* Task statement *
Print the entries once more, unchanged.

(Collected data)
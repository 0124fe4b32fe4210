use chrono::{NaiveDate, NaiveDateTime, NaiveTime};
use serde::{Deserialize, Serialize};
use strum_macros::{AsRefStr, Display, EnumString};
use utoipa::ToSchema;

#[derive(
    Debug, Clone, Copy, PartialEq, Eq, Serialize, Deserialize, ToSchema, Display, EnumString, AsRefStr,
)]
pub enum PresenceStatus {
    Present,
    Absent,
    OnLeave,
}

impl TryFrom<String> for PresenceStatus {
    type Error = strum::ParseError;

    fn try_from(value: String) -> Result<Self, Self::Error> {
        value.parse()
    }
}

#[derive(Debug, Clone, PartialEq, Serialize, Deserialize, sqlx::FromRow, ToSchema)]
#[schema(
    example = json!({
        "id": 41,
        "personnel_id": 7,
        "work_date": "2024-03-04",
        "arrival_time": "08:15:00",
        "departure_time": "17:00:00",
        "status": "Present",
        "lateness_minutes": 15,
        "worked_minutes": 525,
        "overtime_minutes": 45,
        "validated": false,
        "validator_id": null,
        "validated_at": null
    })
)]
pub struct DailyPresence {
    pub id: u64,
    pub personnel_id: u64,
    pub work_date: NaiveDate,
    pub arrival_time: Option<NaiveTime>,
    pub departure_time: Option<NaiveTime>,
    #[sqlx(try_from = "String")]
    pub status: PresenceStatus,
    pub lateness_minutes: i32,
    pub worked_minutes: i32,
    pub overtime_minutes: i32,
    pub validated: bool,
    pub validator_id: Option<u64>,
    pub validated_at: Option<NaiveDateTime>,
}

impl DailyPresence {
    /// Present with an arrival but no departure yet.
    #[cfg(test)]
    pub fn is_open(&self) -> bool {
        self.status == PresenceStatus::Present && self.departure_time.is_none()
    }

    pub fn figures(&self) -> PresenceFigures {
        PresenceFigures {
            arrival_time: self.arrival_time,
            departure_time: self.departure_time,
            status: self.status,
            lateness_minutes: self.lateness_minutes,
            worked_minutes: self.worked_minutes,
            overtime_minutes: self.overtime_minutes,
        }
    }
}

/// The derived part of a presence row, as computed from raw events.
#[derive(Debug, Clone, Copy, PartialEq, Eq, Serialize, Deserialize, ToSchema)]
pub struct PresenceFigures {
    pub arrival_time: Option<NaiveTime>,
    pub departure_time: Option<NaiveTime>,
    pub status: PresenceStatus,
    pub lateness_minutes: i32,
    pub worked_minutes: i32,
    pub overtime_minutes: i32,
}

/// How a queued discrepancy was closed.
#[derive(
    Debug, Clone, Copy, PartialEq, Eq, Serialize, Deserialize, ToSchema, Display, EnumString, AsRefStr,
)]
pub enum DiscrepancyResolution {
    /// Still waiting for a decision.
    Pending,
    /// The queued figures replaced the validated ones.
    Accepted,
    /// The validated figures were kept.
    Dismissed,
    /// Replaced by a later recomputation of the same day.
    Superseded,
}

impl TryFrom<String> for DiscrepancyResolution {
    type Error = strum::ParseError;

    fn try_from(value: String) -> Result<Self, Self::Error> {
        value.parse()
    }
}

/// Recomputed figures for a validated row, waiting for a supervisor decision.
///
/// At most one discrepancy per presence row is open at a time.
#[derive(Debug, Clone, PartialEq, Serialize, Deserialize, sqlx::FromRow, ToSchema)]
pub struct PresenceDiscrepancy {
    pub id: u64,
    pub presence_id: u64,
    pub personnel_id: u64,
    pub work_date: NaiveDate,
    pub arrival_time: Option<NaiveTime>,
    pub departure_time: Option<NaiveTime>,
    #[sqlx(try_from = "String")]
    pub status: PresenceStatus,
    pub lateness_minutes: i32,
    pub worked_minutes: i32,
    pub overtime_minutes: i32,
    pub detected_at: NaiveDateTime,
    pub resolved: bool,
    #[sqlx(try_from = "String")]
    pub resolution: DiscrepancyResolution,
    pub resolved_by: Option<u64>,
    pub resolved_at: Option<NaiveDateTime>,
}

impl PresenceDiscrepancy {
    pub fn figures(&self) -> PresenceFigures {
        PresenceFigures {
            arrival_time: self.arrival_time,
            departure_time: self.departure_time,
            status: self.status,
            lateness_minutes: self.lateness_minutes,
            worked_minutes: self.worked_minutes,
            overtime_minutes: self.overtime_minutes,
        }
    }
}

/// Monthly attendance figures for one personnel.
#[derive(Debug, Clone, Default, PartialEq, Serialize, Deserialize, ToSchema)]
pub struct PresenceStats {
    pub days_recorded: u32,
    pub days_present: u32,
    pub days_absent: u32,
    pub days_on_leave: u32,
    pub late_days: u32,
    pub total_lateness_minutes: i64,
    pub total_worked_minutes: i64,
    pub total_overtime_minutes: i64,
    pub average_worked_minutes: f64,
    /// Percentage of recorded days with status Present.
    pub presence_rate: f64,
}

* Result for this exercise *
repository 0124fe4b32fe4210
use chrono::{NaiveDate, NaiveDateTime, NaiveTime};
use serde::{Deserialize, Serialize};
use strum_macros::{AsRefStr, Display, EnumString};
use utoipa::ToSchema;

#[derive(
    Debug, Clone, Copy, PartialEq, Eq, Serialize, Deserialize, ToSchema, Display, EnumString, AsRefStr,
)]
pub enum PresenceStatus {
    Present,
    Absent,
    OnLeave,
}

impl TryFrom<String> for PresenceStatus {
    type Error = strum::ParseError;

    fn try_from(value: String) -> Result<Self, Self::Error> {
        value.parse()
    }
}

#[derive(Debug, Clone, PartialEq, Serialize, Deserialize, sqlx::FromRow, ToSchema)]
#[schema(
    example = json!({
        "id": 41,
        "personnel_id": 7,
        "work_date": "2024-03-04",
        "arrival_time": "08:15:00",
        "departure_time": "17:00:00",
        "status": "Present",
        "lateness_minutes": 15,
        "worked_minutes": 525,
        "overtime_minutes": 45,
        "validated": false,
        "validator_id": null,
        "validated_at": null
    })
)]
pub struct DailyPresence {
    pub id: u64,
    pub personnel_id: u64,
    pub work_date: NaiveDate,
    pub arrival_time: Option<NaiveTime>,
    pub departure_time: Option<NaiveTime>,
    #[sqlx(try_from = "String")]
    pub status: PresenceStatus,
    pub lateness_minutes: i32,
    pub worked_minutes: i32,
    pub overtime_minutes: i32,
    pub validated: bool,
    pub validator_id: Option<u64>,
    pub validated_at: Option<NaiveDateTime>,
}

impl DailyPresence {
    /// Present with an arrival but no departure yet.
    #[cfg(test)]
    pub fn is_open(&self) -> bool {
        self.status == PresenceStatus::Present && self.departure_time.is_none()
    }

    pub fn figures(&self) -> PresenceFigures {
        PresenceFigures {
            arrival_time: self.arrival_time,
            departure_time: self.departure_time,
            status: self.status,
            lateness_minutes: self.lateness_minutes,
            worked_minutes: self.worked_minutes,
            overtime_minutes: self.overtime_minutes,
        }
    }
}

/// The derived part of a presence row, as computed from raw events.
#[derive(Debug, Clone, Copy, PartialEq, Eq, Serialize, Deserialize, ToSchema)]
pub struct PresenceFigures {
    pub arrival_time: Option<NaiveTime>,
    pub departure_time: Option<NaiveTime>,
    pub status: PresenceStatus,
    pub lateness_minutes: i32,
    pub worked_minutes: i32,
    pub overtime_minutes: i32,
}

/// How a queued discrepancy was closed.
#[derive(
    Debug, Clone, Copy, PartialEq, Eq, Serialize, Deserialize, ToSchema, Display, EnumString, AsRefStr,
)]
pub enum DiscrepancyResolution {
    /// Still waiting for a decision.
    Pending,
    /// The queued figures replaced the validated ones.
    Accepted,
    /// The validated figures were kept.
    Dismissed,
    /// Replaced by a later recomputation of the same day.
    Superseded,
}

impl TryFrom<String> for DiscrepancyResolution {
    type Error = strum::ParseError;

    fn try_from(value: String) -> Result<Self, Self::Error> {
        value.parse()
    }
}

/// Recomputed figures for a validated row, waiting for a supervisor decision.
///
/// At most one discrepancy per presence row is open at a time.
#[derive(Debug, Clone, PartialEq, Serialize, Deserialize, sqlx::FromRow, ToSchema)]
pub struct PresenceDiscrepancy {
    pub id: u64,
    pub presence_id: u64,
    pub personnel_id: u64,
    pub work_date: NaiveDate,
    pub arrival_time: Option<NaiveTime>,
    pub departure_time: Option<NaiveTime>,
    #[sqlx(try_from = "String")]
    pub status: PresenceStatus,
    pub lateness_minutes: i32,
    pub worked_minutes: i32,
    pub overtime_minutes: i32,
    pub detected_at: NaiveDateTime,
    pub resolved: bool,
    #[sqlx(try_from = "String")]
    pub resolution: DiscrepancyResolution,
    pub resolved_by: Option<u64>,
    pub resolved_at: Option<NaiveDateTime>,
}

impl PresenceDiscrepancy {
    pub fn figures(&self) -> PresenceFigures {
        PresenceFigures {
            arrival_time: self.arrival_time,
            departure_time: self.departure_time,
            status: self.status,
            lateness_minutes: self.lateness_minutes,
            worked_minutes: self.worked_minutes,
            overtime_minutes: self.overtime_minutes,
        }
    }
}

/// Monthly attendance figures for one personnel.
#[derive(Debug, Clone, Default, PartialEq, Serialize, Deserialize, ToSchema)]
pub struct PresenceStats {
    pub days_recorded: u32,
    pub days_present: u32,
    pub days_absent: u32,
    pub days_on_leave: u32,
    pub late_days: u32,
    pub total_lateness_minutes: i64,
    pub total_worked_minutes: i64,
    pub total_overtime_minutes: i64,
    pub average_worked_minutes: f64,
    /// Percentage of recorded days with status Present.
    pub presence_rate: f64,
}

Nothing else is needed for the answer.